_Exercise objective_. Find the lines below that contain the string "impl". Copy each one.

Collected data entries:

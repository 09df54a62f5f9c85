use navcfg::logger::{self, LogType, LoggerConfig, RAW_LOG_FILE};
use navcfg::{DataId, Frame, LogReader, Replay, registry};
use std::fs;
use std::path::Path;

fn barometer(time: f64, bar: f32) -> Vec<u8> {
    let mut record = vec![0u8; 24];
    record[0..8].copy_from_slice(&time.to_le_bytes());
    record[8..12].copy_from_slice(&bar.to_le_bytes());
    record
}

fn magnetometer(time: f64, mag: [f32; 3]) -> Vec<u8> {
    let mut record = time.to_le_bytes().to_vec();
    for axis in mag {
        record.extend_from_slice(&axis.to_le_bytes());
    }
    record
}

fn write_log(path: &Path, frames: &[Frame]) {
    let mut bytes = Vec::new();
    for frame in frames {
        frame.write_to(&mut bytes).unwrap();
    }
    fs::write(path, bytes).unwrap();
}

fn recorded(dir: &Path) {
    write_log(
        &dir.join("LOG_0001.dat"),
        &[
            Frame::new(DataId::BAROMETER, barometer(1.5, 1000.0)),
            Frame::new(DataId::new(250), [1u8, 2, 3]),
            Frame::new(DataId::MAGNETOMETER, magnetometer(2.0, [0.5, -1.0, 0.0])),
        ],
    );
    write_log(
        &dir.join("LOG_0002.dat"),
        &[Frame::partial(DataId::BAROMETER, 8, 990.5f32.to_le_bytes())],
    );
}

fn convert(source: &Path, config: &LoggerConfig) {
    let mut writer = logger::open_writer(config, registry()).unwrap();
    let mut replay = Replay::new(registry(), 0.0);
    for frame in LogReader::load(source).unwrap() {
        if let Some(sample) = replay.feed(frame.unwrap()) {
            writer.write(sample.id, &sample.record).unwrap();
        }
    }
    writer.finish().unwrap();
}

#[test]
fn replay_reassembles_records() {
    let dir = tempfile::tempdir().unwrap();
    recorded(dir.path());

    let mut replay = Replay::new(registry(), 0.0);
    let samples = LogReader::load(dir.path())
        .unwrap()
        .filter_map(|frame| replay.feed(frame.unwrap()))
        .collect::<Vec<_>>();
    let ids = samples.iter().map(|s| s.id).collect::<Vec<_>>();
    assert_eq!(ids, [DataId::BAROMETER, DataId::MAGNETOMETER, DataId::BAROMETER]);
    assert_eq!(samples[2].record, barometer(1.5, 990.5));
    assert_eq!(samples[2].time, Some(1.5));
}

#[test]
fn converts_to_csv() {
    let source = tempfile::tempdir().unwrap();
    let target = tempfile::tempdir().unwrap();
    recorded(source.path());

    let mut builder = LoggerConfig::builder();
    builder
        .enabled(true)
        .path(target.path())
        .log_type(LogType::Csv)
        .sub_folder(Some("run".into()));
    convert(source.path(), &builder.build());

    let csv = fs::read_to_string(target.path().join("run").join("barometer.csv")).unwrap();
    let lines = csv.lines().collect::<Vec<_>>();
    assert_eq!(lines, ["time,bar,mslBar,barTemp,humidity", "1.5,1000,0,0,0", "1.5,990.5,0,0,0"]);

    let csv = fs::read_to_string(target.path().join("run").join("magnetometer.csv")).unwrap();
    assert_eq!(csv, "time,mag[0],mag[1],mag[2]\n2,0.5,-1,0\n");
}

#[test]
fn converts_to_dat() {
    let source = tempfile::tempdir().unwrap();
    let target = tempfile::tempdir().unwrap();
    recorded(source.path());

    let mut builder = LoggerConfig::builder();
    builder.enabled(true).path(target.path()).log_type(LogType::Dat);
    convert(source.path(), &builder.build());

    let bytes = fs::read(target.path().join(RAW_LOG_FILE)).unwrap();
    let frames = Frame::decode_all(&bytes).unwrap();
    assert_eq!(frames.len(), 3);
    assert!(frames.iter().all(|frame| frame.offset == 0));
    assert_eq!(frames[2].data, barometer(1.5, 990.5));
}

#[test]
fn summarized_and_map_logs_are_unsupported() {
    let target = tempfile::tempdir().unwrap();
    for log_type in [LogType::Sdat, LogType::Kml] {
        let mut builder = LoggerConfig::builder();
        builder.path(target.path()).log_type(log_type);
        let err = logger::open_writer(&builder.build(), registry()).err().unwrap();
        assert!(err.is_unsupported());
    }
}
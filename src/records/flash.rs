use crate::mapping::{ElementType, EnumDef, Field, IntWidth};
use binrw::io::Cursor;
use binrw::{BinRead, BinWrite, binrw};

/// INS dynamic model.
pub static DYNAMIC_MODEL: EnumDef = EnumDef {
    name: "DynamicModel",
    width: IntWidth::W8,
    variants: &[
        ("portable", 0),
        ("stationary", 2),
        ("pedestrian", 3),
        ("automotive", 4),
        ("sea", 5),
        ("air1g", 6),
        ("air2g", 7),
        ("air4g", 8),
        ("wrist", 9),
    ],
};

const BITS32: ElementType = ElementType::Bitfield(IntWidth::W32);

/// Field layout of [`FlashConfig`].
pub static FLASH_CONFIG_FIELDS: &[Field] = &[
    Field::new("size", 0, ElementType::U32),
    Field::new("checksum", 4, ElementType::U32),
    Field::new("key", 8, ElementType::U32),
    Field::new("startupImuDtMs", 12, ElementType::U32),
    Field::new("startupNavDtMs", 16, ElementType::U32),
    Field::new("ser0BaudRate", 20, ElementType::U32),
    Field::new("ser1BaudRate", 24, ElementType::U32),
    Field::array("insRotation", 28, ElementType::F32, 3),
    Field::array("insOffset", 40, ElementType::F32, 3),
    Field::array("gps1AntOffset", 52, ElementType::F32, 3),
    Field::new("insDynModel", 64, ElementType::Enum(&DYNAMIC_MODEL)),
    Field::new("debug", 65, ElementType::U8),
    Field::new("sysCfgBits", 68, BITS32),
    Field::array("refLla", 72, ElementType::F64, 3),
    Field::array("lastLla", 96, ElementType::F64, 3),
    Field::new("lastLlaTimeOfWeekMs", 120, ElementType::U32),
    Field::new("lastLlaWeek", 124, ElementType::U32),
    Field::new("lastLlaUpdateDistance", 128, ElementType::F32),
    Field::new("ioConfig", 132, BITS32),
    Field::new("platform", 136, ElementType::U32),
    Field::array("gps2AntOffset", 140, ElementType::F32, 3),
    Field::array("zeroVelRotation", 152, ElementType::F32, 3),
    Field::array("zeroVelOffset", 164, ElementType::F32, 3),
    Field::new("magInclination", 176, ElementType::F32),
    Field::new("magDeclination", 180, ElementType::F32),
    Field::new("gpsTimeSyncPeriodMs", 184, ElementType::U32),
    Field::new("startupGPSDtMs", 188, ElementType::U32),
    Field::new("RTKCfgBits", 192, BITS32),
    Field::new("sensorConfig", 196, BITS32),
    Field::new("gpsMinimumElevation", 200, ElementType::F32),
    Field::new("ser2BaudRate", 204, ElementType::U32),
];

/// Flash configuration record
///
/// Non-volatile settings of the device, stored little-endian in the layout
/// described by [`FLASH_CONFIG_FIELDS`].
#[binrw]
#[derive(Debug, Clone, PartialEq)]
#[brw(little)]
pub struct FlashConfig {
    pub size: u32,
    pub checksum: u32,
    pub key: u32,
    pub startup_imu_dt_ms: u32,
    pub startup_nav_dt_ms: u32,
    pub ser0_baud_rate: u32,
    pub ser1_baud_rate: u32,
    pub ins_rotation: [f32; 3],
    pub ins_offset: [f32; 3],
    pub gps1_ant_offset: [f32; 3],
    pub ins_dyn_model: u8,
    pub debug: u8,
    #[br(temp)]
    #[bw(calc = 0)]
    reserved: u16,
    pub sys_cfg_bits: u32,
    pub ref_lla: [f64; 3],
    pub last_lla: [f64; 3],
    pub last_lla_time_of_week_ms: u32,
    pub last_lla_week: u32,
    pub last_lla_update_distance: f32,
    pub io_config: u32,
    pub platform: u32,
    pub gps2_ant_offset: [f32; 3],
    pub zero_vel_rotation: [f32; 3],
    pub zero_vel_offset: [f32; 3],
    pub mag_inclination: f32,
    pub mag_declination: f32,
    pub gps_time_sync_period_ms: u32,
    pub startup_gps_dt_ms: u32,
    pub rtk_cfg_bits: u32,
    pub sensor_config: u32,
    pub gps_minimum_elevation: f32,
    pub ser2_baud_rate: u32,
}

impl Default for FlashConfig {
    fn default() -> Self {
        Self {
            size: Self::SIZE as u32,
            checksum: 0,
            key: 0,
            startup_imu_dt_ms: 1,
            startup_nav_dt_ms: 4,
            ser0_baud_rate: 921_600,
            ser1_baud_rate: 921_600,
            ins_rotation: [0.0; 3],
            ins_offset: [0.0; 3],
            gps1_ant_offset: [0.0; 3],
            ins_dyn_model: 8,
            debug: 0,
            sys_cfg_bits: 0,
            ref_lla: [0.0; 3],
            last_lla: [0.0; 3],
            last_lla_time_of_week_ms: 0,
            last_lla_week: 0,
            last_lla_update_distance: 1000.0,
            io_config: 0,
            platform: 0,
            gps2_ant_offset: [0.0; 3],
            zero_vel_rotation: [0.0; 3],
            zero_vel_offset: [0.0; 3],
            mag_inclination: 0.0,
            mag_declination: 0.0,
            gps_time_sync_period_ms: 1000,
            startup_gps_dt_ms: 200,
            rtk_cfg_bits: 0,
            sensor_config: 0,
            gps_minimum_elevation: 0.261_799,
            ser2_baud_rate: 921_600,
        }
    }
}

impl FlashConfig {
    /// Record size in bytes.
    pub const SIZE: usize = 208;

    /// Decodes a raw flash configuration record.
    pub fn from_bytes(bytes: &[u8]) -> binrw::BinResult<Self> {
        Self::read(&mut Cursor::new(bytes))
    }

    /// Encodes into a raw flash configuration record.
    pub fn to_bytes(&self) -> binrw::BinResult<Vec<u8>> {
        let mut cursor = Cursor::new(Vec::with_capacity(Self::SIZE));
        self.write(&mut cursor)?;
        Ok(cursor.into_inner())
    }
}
---
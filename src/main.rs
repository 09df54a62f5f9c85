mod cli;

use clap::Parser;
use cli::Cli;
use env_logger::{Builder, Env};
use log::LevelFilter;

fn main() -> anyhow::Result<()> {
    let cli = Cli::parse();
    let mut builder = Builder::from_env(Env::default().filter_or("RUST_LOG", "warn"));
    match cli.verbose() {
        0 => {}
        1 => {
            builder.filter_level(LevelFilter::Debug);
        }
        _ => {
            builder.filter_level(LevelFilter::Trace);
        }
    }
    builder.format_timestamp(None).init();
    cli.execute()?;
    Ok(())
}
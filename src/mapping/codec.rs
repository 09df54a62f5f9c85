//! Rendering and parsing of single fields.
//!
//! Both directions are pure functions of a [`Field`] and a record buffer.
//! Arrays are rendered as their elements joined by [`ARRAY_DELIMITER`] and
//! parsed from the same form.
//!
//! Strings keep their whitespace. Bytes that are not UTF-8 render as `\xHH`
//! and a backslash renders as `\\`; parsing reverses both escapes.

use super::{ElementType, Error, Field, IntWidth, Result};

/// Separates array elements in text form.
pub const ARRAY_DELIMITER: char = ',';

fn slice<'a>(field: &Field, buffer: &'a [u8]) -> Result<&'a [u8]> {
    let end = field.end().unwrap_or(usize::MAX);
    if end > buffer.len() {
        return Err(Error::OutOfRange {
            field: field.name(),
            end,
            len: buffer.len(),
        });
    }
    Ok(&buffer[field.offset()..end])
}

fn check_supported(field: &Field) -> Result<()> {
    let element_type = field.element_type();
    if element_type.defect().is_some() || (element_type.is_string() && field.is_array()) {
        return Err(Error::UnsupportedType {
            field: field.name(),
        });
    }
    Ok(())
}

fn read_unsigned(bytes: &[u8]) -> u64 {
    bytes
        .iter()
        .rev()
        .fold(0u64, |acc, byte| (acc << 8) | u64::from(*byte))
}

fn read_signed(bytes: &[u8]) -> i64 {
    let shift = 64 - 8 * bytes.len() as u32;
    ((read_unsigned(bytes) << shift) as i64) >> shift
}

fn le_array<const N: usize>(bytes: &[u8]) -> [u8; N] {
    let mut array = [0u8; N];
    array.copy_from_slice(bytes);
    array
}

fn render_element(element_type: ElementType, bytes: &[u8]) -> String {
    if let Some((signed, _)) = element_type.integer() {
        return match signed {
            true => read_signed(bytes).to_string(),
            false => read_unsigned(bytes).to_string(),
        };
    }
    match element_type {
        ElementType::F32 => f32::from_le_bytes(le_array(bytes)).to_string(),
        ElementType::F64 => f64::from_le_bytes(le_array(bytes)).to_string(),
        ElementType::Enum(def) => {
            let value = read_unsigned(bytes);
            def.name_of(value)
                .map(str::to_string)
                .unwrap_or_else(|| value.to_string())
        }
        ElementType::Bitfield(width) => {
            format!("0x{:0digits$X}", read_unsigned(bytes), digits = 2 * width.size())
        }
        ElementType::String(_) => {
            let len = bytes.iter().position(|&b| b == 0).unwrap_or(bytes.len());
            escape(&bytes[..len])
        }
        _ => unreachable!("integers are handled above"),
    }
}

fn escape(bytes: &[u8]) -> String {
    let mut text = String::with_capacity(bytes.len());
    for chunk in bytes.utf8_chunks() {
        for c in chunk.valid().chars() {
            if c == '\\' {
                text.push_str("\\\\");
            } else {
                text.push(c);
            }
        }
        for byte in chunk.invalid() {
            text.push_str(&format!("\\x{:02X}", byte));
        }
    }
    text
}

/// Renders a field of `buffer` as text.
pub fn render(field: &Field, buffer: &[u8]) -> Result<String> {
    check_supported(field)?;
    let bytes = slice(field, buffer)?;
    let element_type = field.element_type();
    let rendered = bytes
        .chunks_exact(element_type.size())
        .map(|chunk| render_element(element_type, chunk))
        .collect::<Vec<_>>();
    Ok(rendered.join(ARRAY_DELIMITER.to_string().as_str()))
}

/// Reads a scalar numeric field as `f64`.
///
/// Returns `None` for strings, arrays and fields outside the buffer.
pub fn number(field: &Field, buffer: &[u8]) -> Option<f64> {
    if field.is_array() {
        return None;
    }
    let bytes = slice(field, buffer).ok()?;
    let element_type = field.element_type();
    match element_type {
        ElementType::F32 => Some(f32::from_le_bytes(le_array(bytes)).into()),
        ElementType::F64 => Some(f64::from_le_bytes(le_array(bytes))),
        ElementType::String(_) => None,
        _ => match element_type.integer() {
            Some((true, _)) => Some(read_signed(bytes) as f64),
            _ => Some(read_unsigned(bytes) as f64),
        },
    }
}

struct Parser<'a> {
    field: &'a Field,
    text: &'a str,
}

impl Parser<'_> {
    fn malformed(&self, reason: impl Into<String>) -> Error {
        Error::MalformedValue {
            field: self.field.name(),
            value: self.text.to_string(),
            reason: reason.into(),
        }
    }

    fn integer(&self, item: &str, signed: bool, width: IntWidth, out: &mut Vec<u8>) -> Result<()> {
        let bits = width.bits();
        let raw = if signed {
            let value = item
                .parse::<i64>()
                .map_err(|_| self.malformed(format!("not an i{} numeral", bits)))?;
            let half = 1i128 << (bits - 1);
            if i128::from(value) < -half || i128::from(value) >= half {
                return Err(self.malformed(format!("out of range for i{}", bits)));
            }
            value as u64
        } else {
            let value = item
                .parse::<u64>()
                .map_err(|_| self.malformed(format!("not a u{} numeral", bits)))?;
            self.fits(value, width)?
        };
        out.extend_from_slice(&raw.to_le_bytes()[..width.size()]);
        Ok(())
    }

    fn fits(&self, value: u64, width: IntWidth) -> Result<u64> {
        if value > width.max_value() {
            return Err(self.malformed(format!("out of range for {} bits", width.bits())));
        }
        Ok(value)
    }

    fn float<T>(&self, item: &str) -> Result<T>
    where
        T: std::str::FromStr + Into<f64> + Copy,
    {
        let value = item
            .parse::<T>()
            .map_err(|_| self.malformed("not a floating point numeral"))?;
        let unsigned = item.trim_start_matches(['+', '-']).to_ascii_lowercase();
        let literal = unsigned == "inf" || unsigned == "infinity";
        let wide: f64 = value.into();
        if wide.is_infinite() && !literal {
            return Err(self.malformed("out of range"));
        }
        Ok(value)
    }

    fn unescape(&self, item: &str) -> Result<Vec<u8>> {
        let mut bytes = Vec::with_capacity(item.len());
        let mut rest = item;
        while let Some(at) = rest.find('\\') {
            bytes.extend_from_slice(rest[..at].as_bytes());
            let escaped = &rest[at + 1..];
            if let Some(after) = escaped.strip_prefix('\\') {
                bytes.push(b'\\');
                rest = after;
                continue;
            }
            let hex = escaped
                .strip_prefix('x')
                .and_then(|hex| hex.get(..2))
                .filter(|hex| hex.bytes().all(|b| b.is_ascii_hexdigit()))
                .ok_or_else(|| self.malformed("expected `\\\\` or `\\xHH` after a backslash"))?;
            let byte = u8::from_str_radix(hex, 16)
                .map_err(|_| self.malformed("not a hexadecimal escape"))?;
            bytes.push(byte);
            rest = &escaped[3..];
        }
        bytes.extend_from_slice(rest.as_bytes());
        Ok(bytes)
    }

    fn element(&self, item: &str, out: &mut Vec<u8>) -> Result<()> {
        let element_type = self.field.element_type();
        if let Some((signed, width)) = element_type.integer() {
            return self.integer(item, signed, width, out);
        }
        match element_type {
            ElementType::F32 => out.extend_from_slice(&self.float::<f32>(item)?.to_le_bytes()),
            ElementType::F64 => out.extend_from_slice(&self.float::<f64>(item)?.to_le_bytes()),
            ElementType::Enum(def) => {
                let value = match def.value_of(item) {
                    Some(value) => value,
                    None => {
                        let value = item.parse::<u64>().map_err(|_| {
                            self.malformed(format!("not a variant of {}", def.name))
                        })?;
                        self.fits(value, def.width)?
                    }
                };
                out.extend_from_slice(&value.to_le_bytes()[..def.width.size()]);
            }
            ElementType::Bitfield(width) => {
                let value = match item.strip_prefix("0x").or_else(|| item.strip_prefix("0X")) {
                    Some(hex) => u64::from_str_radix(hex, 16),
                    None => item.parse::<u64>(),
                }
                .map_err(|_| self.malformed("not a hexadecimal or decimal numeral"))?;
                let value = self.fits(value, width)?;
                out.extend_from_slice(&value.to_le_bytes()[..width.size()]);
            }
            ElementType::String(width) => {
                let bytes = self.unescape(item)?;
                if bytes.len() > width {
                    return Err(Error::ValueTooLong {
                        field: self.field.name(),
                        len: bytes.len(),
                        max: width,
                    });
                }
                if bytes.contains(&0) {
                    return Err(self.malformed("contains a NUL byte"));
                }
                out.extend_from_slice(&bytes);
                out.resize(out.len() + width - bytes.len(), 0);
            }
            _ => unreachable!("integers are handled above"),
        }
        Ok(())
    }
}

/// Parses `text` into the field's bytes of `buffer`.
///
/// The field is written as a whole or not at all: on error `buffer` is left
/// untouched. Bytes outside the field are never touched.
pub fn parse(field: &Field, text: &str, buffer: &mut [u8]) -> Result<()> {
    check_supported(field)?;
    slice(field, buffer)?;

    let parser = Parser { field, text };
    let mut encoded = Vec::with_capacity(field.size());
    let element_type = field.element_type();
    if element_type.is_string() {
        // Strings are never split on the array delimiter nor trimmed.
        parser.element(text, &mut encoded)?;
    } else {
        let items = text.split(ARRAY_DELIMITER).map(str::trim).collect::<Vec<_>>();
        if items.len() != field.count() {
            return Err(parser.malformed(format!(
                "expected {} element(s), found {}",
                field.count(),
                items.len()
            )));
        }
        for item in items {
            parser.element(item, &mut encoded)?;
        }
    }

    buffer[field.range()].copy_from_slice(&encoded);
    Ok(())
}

_Answer to the problem_.
impl Default for FlashConfig {
impl FlashConfig {
impl Parser<'_> {
    fn malformed(&self, reason: impl Into<String>) -> Error {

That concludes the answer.